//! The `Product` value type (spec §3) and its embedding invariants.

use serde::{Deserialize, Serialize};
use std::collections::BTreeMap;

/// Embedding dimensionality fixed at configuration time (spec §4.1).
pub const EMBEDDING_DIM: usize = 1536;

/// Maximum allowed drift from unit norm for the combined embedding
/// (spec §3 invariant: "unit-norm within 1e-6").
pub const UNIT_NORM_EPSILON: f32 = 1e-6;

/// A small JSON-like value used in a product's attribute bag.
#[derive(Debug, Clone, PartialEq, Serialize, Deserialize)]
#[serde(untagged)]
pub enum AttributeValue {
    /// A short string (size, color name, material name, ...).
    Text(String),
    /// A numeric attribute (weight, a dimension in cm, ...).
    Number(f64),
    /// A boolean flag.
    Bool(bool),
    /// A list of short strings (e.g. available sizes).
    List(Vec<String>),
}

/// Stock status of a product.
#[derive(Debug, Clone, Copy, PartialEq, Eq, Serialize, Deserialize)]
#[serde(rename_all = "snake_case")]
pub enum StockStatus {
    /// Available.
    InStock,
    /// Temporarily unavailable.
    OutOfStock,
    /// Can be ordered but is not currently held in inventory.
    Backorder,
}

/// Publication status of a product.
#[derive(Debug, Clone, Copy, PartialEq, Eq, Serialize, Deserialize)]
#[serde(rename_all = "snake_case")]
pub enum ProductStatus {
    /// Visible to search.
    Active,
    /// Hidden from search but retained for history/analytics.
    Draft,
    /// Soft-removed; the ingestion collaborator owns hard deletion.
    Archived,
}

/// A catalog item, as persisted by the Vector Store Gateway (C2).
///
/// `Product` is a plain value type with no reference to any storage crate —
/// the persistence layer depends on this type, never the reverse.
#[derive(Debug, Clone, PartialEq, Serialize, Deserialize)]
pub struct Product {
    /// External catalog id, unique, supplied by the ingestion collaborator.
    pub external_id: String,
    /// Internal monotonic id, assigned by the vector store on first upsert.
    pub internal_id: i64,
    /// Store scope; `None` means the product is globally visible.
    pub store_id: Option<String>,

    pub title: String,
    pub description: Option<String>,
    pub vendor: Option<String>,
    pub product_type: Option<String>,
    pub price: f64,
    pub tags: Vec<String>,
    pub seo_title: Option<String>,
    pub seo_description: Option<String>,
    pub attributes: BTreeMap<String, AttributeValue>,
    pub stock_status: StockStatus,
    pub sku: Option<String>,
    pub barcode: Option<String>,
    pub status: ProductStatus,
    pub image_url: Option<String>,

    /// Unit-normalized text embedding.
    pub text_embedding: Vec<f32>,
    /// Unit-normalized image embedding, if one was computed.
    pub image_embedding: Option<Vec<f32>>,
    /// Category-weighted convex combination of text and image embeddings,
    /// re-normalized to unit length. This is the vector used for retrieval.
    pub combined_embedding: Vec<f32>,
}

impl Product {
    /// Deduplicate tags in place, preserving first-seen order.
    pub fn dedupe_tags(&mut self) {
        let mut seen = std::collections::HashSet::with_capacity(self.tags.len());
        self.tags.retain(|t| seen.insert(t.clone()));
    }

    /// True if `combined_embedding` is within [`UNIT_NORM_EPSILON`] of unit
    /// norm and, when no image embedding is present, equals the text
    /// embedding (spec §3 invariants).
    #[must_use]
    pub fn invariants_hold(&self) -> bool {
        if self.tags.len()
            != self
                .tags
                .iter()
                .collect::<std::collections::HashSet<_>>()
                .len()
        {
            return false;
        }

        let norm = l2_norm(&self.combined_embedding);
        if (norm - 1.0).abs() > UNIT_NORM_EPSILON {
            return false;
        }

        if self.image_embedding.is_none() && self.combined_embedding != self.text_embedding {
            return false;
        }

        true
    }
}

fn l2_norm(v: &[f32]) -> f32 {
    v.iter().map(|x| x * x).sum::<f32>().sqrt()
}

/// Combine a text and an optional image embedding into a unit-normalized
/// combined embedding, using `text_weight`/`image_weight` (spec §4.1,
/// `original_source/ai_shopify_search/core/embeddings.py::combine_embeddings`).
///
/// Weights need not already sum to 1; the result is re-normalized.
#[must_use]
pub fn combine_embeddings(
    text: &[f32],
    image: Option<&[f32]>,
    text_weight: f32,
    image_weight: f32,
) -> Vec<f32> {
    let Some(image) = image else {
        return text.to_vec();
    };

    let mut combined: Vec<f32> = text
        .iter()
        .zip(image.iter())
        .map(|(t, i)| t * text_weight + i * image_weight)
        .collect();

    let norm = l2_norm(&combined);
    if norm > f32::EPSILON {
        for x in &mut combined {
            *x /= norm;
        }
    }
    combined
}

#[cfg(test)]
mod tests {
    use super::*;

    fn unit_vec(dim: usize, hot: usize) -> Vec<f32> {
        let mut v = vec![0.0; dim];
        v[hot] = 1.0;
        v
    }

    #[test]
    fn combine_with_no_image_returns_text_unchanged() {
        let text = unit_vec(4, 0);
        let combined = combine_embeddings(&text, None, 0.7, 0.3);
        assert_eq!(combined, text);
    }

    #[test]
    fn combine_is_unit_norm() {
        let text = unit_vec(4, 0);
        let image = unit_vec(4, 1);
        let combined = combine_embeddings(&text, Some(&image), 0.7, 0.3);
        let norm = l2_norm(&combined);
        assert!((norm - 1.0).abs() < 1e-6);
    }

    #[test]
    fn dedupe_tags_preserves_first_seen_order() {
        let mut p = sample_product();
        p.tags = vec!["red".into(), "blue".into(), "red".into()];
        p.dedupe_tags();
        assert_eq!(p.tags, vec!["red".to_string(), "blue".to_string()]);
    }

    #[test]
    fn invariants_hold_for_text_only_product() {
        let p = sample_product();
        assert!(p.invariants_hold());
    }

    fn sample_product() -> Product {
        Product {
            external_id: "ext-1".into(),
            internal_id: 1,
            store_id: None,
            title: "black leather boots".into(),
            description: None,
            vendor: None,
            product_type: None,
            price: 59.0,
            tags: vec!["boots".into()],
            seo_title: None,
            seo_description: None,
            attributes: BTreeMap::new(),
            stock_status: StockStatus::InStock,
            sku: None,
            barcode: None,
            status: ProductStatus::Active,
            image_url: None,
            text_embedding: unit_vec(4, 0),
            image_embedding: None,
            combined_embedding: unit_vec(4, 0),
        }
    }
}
★ ★ ★ ★
What you should do
Write out the full listing, keeping every line exactly as it is.

Exercise output
//! The `Product` value type (spec §3) and its embedding invariants.

use serde::{Deserialize, Serialize};
use std::collections::BTreeMap;

/// Embedding dimensionality fixed at configuration time (spec §4.1).
pub const EMBEDDING_DIM: usize = 1536;

/// Maximum allowed drift from unit norm for the combined embedding
/// (spec §3 invariant: "unit-norm within 1e-6").
pub const UNIT_NORM_EPSILON: f32 = 1e-6;

/// A small JSON-like value used in a product's attribute bag.
#[derive(Debug, Clone, PartialEq, Serialize, Deserialize)]
#[serde(untagged)]
pub enum AttributeValue {
    /// A short string (size, color name, material name, ...).
    Text(String),
    /// A numeric attribute (weight, a dimension in cm, ...).
    Number(f64),
    /// A boolean flag.
    Bool(bool),
    /// A list of short strings (e.g. available sizes).
    List(Vec<String>),
}

/// Stock status of a product.
#[derive(Debug, Clone, Copy, PartialEq, Eq, Serialize, Deserialize)]
#[serde(rename_all = "snake_case")]
pub enum StockStatus {
    /// Available.
    InStock,
    /// Temporarily unavailable.
    OutOfStock,
    /// Can be ordered but is not currently held in inventory.
    Backorder,
}

/// Publication status of a product.
#[derive(Debug, Clone, Copy, PartialEq, Eq, Serialize, Deserialize)]
#[serde(rename_all = "snake_case")]
pub enum ProductStatus {
    /// Visible to search.
    Active,
    /// Hidden from search but retained for history/analytics.
    Draft,
    /// Soft-removed; the ingestion collaborator owns hard deletion.
    Archived,
}

/// A catalog item, as persisted by the Vector Store Gateway (C2).
///
/// `Product` is a plain value type with no reference to any storage crate —
/// the persistence layer depends on this type, never the reverse.
#[derive(Debug, Clone, PartialEq, Serialize, Deserialize)]
pub struct Product {
    /// External catalog id, unique, supplied by the ingestion collaborator.
    pub external_id: String,
    /// Internal monotonic id, assigned by the vector store on first upsert.
    pub internal_id: i64,
    /// Store scope; `None` means the product is globally visible.
    pub store_id: Option<String>,

    pub title: String,
    pub description: Option<String>,
    pub vendor: Option<String>,
    pub product_type: Option<String>,
    pub price: f64,
    pub tags: Vec<String>,
    pub seo_title: Option<String>,
    pub seo_description: Option<String>,
    pub attributes: BTreeMap<String, AttributeValue>,
    pub stock_status: StockStatus,
    pub sku: Option<String>,
    pub barcode: Option<String>,
    pub status: ProductStatus,
    pub image_url: Option<String>,

    /// Unit-normalized text embedding.
    pub text_embedding: Vec<f32>,
    /// Unit-normalized image embedding, if one was computed.
    pub image_embedding: Option<Vec<f32>>,
    /// Category-weighted convex combination of text and image embeddings,
    /// re-normalized to unit length. This is the vector used for retrieval.
    pub combined_embedding: Vec<f32>,
}

impl Product {
    /// Deduplicate tags in place, preserving first-seen order.
    pub fn dedupe_tags(&mut self) {
        let mut seen = std::collections::HashSet::with_capacity(self.tags.len());
        self.tags.retain(|t| seen.insert(t.clone()));
    }

    /// True if `combined_embedding` is within [`UNIT_NORM_EPSILON`] of unit
    /// norm and, when no image embedding is present, equals the text
    /// embedding (spec §3 invariants).
    #[must_use]
    pub fn invariants_hold(&self) -> bool {
        if self.tags.len()
            != self
                .tags
                .iter()
                .collect::<std::collections::HashSet<_>>()
                .len()
        {
            return false;
        }

        let norm = l2_norm(&self.combined_embedding);
        if (norm - 1.0).abs() > UNIT_NORM_EPSILON {
            return false;
        }

        if self.image_embedding.is_none() && self.combined_embedding != self.text_embedding {
            return false;
        }

        true
    }
}

fn l2_norm(v: &[f32]) -> f32 {
    v.iter().map(|x| x * x).sum::<f32>().sqrt()
}

/// Combine a text and an optional image embedding into a unit-normalized
/// combined embedding, using `text_weight`/`image_weight` (spec §4.1,
/// `original_source/ai_shopify_search/core/embeddings.py::combine_embeddings`).
///
/// Weights need not already sum to 1; the result is re-normalized.
#[must_use]
pub fn combine_embeddings(
    text: &[f32],
    image: Option<&[f32]>,
    text_weight: f32,
    image_weight: f32,
) -> Vec<f32> {
    let Some(image) = image else {
        return text.to_vec();
    };

    let mut combined: Vec<f32> = text
        .iter()
        .zip(image.iter())
        .map(|(t, i)| t * text_weight + i * image_weight)
        .collect();

    let norm = l2_norm(&combined);
    if norm > f32::EPSILON {
        for x in &mut combined {
            *x /= norm;
        }
    }
    combined
}

#[cfg(test)]
mod tests {
    use super::*;

    fn unit_vec(dim: usize, hot: usize) -> Vec<f32> {
        let mut v = vec![0.0; dim];
        v[hot] = 1.0;
        v
    }

    #[test]
    fn combine_with_no_image_returns_text_unchanged() {
        let text = unit_vec(4, 0);
        let combined = combine_embeddings(&text, None, 0.7, 0.3);
        assert_eq!(combined, text);
    }

    #[test]
    fn combine_is_unit_norm() {
        let text = unit_vec(4, 0);
        let image = unit_vec(4, 1);
        let combined = combine_embeddings(&text, Some(&image), 0.7, 0.3);
        let norm = l2_norm(&combined);
        assert!((norm - 1.0).abs() < 1e-6);
    }

    #[test]
    fn dedupe_tags_preserves_first_seen_order() {
        let mut p = sample_product();
        p.tags = vec!["red".into(), "blue".into(), "red".into()];
        p.dedupe_tags();
        assert_eq!(p.tags, vec!["red".to_string(), "blue".to_string()]);
    }

    #[test]
    fn invariants_hold_for_text_only_product() {
        let p = sample_product();
        assert!(p.invariants_hold());
    }

    fn sample_product() -> Product {
        Product {
            external_id: "ext-1".into(),
            internal_id: 1,
            store_id: None,
            title: "black leather boots".into(),
            description: None,
            vendor: None,
            product_type: None,
            price: 59.0,
            tags: vec!["boots".into()],
            seo_title: None,
            seo_description: None,
            attributes: BTreeMap::new(),
            stock_status: StockStatus::InStock,
            sku: None,
            barcode: None,
            status: ProductStatus::Active,
            image_url: None,
            text_embedding: unit_vec(4, 0),
            image_embedding: None,
            combined_embedding: unit_vec(4, 0),
        }
    }
}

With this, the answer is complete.